= George Hamilton (city founder) =

Upper Canada merchant and politician

George Hamilton (c. October 1788 – February 20, 1836) was a Canadian merchant and politician who founded the city of Hamilton, Ontario.

==Life and career==
Hamilton was born in October 1788 in Queenston Heights. He was the son of wealthy and influential Scottish-born Queenston merchant Robert Hamilton, who later held important government offices, being a member of the Legislative Council and lieutenant of the County of Lincoln, and of Catherine Askin Robertson.

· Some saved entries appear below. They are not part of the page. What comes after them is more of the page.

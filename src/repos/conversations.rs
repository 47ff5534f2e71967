use std::sync::Arc;

use anyhow::Result;
use async_trait::async_trait;
use uuid::Uuid;

use crate::{
    ai::{ConversationMessage, Role},
    database::PostgresConnection,
};

pub type DynConversationRepo = Arc<dyn ConversationRepo + Send + Sync>;

#[async_trait]
pub trait ConversationRepo {
    /// The user's most recent messages, oldest first.
    async fn recent_messages(&self, user_id: Uuid, limit: i64) -> Result<Vec<ConversationMessage>>;

    async fn append_message(
        &self,
        user_id: Uuid,
        role: Role,
        content: &str,
    ) -> Result<ConversationMessage>;

    async fn clear_history(&self, user_id: Uuid) -> Result<()>;
}

#[async_trait]
impl ConversationRepo for PostgresConnection {
    async fn recent_messages(&self, user_id: Uuid, limit: i64) -> Result<Vec<ConversationMessage>> {
        let mut messages = sqlx::query_as::<_, ConversationMessage>(
            r#"
            SELECT id, role, content, created_at
            FROM ai_conversation_history
            WHERE user_id = $1
            ORDER BY created_at DESC
            LIMIT $2
            "#,
        )
        .bind(user_id)
        .bind(limit)
        .fetch_all(&**self)
        .await?;

        messages.reverse();

        Ok(messages)
    }

    async fn append_message(
        &self,
        user_id: Uuid,
        role: Role,
        content: &str,
    ) -> Result<ConversationMessage> {
        Ok(sqlx::query_as::<_, ConversationMessage>(
            r#"
            INSERT INTO ai_conversation_history (user_id, role, content)
            VALUES ($1, $2, $3)
            RETURNING id, role, content, created_at
            "#,
        )
        .bind(user_id)
        .bind(role.as_str())
        .bind(content)
        .fetch_one(&**self)
        .await?)
    }

    async fn clear_history(&self, user_id: Uuid) -> Result<()> {
        sqlx::query(
            r#"
            DELETE FROM ai_conversation_history
            WHERE user_id = $1
            "#,
        )
        .bind(user_id)
        .execute(&**self)
        .await?;

        Ok(())
    }
}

Hamilton was educated in Edinburgh, Scotland and appears to have possessed a keen mind for business and letters.The Scottish schooling of the era would have exposed him to moral philosophy and what later became the separate discipline of economics. It is likely that his education fostered scepticism as well as a commitment to freedom of religion and the right to hold dissenting opinions, attitudes that would surface in his political career. He married Maria Lavinia Jarvis in 1811.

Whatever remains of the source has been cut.